Data records
impl Literal {
    pub fn kind(&self) -> LiteralKind {
        match self {
            Literal::String(_) => LiteralKind::String,
            Literal::LangString(_) => LiteralKind::LangString,
            Literal::Float(_) => LiteralKind::Float,
            Literal::NonNegativeInteger(_) => LiteralKind::NonNegativeInteger,
            Literal::Boolean(_) => LiteralKind::Boolean,
            Literal::DateTime(_) => LiteralKind::DateTime,
            Literal::Duration(_) => LiteralKind::Duration,
            Literal::AnyUri(_) => LiteralKind::AnyUri,
            Literal::MimeType(_) => LiteralKind::MimeType,
            Literal::Bcp47(_) => LiteralKind::Bcp47,
            Literal::LinkRelation(_) => LiteralKind::LinkRelation,
        }
    }

    /// Encodes the value. Only a non-finite float can fail.
    ///
    /// A float with no fractional part is written as a JSON integer.
    pub fn encode(&self) -> Result<Value, SerializeError> {
        let value = match self {
            Literal::String(s) | Literal::MimeType(s) | Literal::Bcp47(s) | Literal::LinkRelation(s) => {
                Value::String(s.clone())
            }
            Literal::LangString(l) => l.encode(),
            Literal::Float(f) if f.fract() == 0.0 && f.abs() < MAX_EXACT_INTEGER => Value::from(*f as i64),
            Literal::Float(f) => Number::from_f64(*f)
                .map(Value::Number)
                .ok_or(SerializeError::NonFiniteFloat(*f))?,
            Literal::NonNegativeInteger(n) => Value::from(*n),
            Literal::Boolean(b) => Value::Bool(*b),
            Literal::DateTime(dt) => Value::String(dt.to_string()),
            Literal::Duration(d) => Value::String(d.to_string()),
            Literal::AnyUri(iri) => Value::String(iri.as_str().to_owned()),
        };

        Ok(value)
    }

    pub fn as_str(&self) -> Option<&str> {
        match self {
            Literal::String(s) | Literal::MimeType(s) | Literal::Bcp47(s) | Literal::LinkRelation(s) => {
                Some(s)
            }
            Literal::LangString(l) => Some(&l.value),
            Literal::AnyUri(iri) => Some(iri.as_str()),
            _ => None,
        }
    }

    /// Total order: kind first, then value within a kind.
    pub fn compare(&self, other: &Self) -> Ordering {
        match (self, other) {
            (Literal::String(a), Literal::String(b))
            | (Literal::MimeType(a), Literal::MimeType(b))
            | (Literal::Bcp47(a), Literal::Bcp47(b))
            | (Literal::LinkRelation(a), Literal::LinkRelation(b)) => a.cmp(b),
            (Literal::LangString(a), Literal::LangString(b)) => {
                (&a.value, &a.language).cmp(&(&b.value, &b.language))
            }
            (Literal::Float(a), Literal::Float(b)) => a.total_cmp(b),
            (Literal::NonNegativeInteger(a), Literal::NonNegativeInteger(b)) => a.cmp(b),
            (Literal::Boolean(a), Literal::Boolean(b)) => a.cmp(b),
            (Literal::DateTime(a), Literal::DateTime(b)) => a.cmp(b),
            (Literal::Duration(a), Literal::Duration(b)) => a.cmp(b),
            (Literal::AnyUri(a), Literal::AnyUri(b)) => a.cmp(b),
            _ => self.kind().cmp(&other.kind()),
        }
    }
}
//! Dispatch of decoded documents to handlers keyed by vocabulary type.

use std::{collections::HashMap, marker::PhantomData};

use serde_json::Value;
use thiserror::Error;

use crate::{codec::Codec, errors::DeserializeError, object::VocabObject};

type TypeHandler<S, E> = fn(&S, VocabObject) -> Result<(), E>;

#[derive(Debug, Error)]
pub enum RouteError<E>
where
    E: std::error::Error + 'static,
{
    #[error("no handler registered for `{0}`")]
    NoHandler(&'static str),
    #[error(transparent)]
    Deserialize(#[from] DeserializeError),
    #[error("handler failed: {0}")]
    Handler(#[source] E),
}

#[derive(Debug, Clone)]
pub struct TypeRouter<S, E>
where
    S: Sync + Send + 'static,
    E: Send + 'static,
{
    routes: HashMap<&'static str, TypeHandler<S, E>>,
    _marker: PhantomData<(S, E)>,
}

impl<S, E> TypeRouter<S, E>
where
    S: Sync + Send + 'static,
    E: Send + 'static,
{
    pub fn new() -> Self {
        Self {
            routes: HashMap::new(),
            _marker: PhantomData,
        }
    }

    /// Registers `f` for the type with canonical name `type_name`.
    pub fn route(mut self, type_name: &'static str, f: TypeHandler<S, E>) -> Self {
        self.routes.insert(type_name, f);
        self
    }

    pub fn merge(&mut self, other: &Self) {
        for (key, handler) in &other.routes {
            self.routes.insert(*key, *handler);
        }
    }

    pub fn contains(&self, type_name: &str) -> bool {
        self.routes.contains_key(type_name)
    }

    /// Decodes `tree` and hands it to the first handler matching its type tags.
    ///
    /// Tags are tried in input order. When none has a handler, the resolved
    /// type and then its ancestors are tried, so an `Object` handler also
    /// receives a `Place`.
    pub fn dispatch(&self, codec: &Codec<'_>, state: &S, tree: &Value) -> Result<(), RouteError<E>>
    where
        E: std::error::Error + 'static,
    {
        let object = codec.deserialize(tree)?;

        let by_tag = object
            .types()
            .iter()
            .find_map(|tag| self.routes.get_key_value(tag.as_str()));

        let mut found = by_tag.map(|(key, handler)| (*key, *handler));
        let mut current = Some(object.schema());
        while found.is_none() {
            let Some(schema) = current else { break };
            found = self.routes.get(schema.name).map(|handler| (schema.name, *handler));
            current = schema.extends;
        }

        if let Some((key, handler)) = found {
            tracing::debug!("dispatching {} to the {key} handler", object.type_name());
            return handler(state, object).map_err(RouteError::Handler);
        }

        tracing::warn!("no handler registered for {}", object.type_name());
        Err(RouteError::NoHandler(object.type_name()))
    }
}

impl<S, E> Default for TypeRouter<S, E>
where
    S: Sync + Send + 'static,
    E: Send + 'static,
{
    fn default() -> Self {
        Self::new()
    }
}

What is being asked
What is needed is a verbatim copy of the data, complete from first line to last.

Answer box
impl Literal {
    pub fn kind(&self) -> LiteralKind {
        match self {
            Literal::String(_) => LiteralKind::String,
            Literal::LangString(_) => LiteralKind::LangString,
            Literal::Float(_) => LiteralKind::Float,
            Literal::NonNegativeInteger(_) => LiteralKind::NonNegativeInteger,
            Literal::Boolean(_) => LiteralKind::Boolean,
            Literal::DateTime(_) => LiteralKind::DateTime,
            Literal::Duration(_) => LiteralKind::Duration,
            Literal::AnyUri(_) => LiteralKind::AnyUri,
            Literal::MimeType(_) => LiteralKind::MimeType,
            Literal::Bcp47(_) => LiteralKind::Bcp47,
            Literal::LinkRelation(_) => LiteralKind::LinkRelation,
        }
    }

    /// Encodes the value. Only a non-finite float can fail.
    ///
    /// A float with no fractional part is written as a JSON integer.
    pub fn encode(&self) -> Result<Value, SerializeError> {
        let value = match self {
            Literal::String(s) | Literal::MimeType(s) | Literal::Bcp47(s) | Literal::LinkRelation(s) => {
                Value::String(s.clone())
            }
            Literal::LangString(l) => l.encode(),
            Literal::Float(f) if f.fract() == 0.0 && f.abs() < MAX_EXACT_INTEGER => Value::from(*f as i64),
            Literal::Float(f) => Number::from_f64(*f)
                .map(Value::Number)
                .ok_or(SerializeError::NonFiniteFloat(*f))?,
            Literal::NonNegativeInteger(n) => Value::from(*n),
            Literal::Boolean(b) => Value::Bool(*b),
            Literal::DateTime(dt) => Value::String(dt.to_string()),
            Literal::Duration(d) => Value::String(d.to_string()),
            Literal::AnyUri(iri) => Value::String(iri.as_str().to_owned()),
        };

        Ok(value)
    }

    pub fn as_str(&self) -> Option<&str> {
        match self {
            Literal::String(s) | Literal::MimeType(s) | Literal::Bcp47(s) | Literal::LinkRelation(s) => {
                Some(s)
            }
            Literal::LangString(l) => Some(&l.value),
            Literal::AnyUri(iri) => Some(iri.as_str()),
            _ => None,
        }
    }

    /// Total order: kind first, then value within a kind.
    pub fn compare(&self, other: &Self) -> Ordering {
        match (self, other) {
            (Literal::String(a), Literal::String(b))
            | (Literal::MimeType(a), Literal::MimeType(b))
            | (Literal::Bcp47(a), Literal::Bcp47(b))
            | (Literal::LinkRelation(a), Literal::LinkRelation(b)) => a.cmp(b),
            (Literal::LangString(a), Literal::LangString(b)) => {
                (&a.value, &a.language).cmp(&(&b.value, &b.language))
            }
            (Literal::Float(a), Literal::Float(b)) => a.total_cmp(b),
            (Literal::NonNegativeInteger(a), Literal::NonNegativeInteger(b)) => a.cmp(b),
            (Literal::Boolean(a), Literal::Boolean(b)) => a.cmp(b),
            (Literal::DateTime(a), Literal::DateTime(b)) => a.cmp(b),
            (Literal::Duration(a), Literal::Duration(b)) => a.cmp(b),
            (Literal::AnyUri(a), Literal::AnyUri(b)) => a.cmp(b),
            _ => self.kind().cmp(&other.kind()),
        }
    }
}
//! Dispatch of decoded documents to handlers keyed by vocabulary type.

use std::{collections::HashMap, marker::PhantomData};

use serde_json::Value;
use thiserror::Error;

use crate::{codec::Codec, errors::DeserializeError, object::VocabObject};

type TypeHandler<S, E> = fn(&S, VocabObject) -> Result<(), E>;

#[derive(Debug, Error)]
pub enum RouteError<E>
where
    E: std::error::Error + 'static,
{
    #[error("no handler registered for `{0}`")]
    NoHandler(&'static str),
    #[error(transparent)]
    Deserialize(#[from] DeserializeError),
    #[error("handler failed: {0}")]
    Handler(#[source] E),
}

#[derive(Debug, Clone)]
pub struct TypeRouter<S, E>
where
    S: Sync + Send + 'static,
    E: Send + 'static,
{
    routes: HashMap<&'static str, TypeHandler<S, E>>,
    _marker: PhantomData<(S, E)>,
}

impl<S, E> TypeRouter<S, E>
where
    S: Sync + Send + 'static,
    E: Send + 'static,
{
    pub fn new() -> Self {
        Self {
            routes: HashMap::new(),
            _marker: PhantomData,
        }
    }

    /// Registers `f` for the type with canonical name `type_name`.
    pub fn route(mut self, type_name: &'static str, f: TypeHandler<S, E>) -> Self {
        self.routes.insert(type_name, f);
        self
    }

    pub fn merge(&mut self, other: &Self) {
        for (key, handler) in &other.routes {
            self.routes.insert(*key, *handler);
        }
    }

    pub fn contains(&self, type_name: &str) -> bool {
        self.routes.contains_key(type_name)
    }

    /// Decodes `tree` and hands it to the first handler matching its type tags.
    ///
    /// Tags are tried in input order. When none has a handler, the resolved
    /// type and then its ancestors are tried, so an `Object` handler also
    /// receives a `Place`.
    pub fn dispatch(&self, codec: &Codec<'_>, state: &S, tree: &Value) -> Result<(), RouteError<E>>
    where
        E: std::error::Error + 'static,
    {
        let object = codec.deserialize(tree)?;

        let by_tag = object
            .types()
            .iter()
            .find_map(|tag| self.routes.get_key_value(tag.as_str()));

        let mut found = by_tag.map(|(key, handler)| (*key, *handler));
        let mut current = Some(object.schema());
        while found.is_none() {
            let Some(schema) = current else { break };
            found = self.routes.get(schema.name).map(|handler| (schema.name, *handler));
            current = schema.extends;
        }

        if let Some((key, handler)) = found {
            tracing::debug!("dispatching {} to the {key} handler", object.type_name());
            return handler(state, object).map_err(RouteError::Handler);
        }

        tracing::warn!("no handler registered for {}", object.type_name());
        Err(RouteError::NoHandler(object.type_name()))
    }
}

impl<S, E> Default for TypeRouter<S, E>
where
    S: Sync + Send + 'static,
    E: Send + 'static,
{
    fn default() -> Self {
        Self::new()
    }
}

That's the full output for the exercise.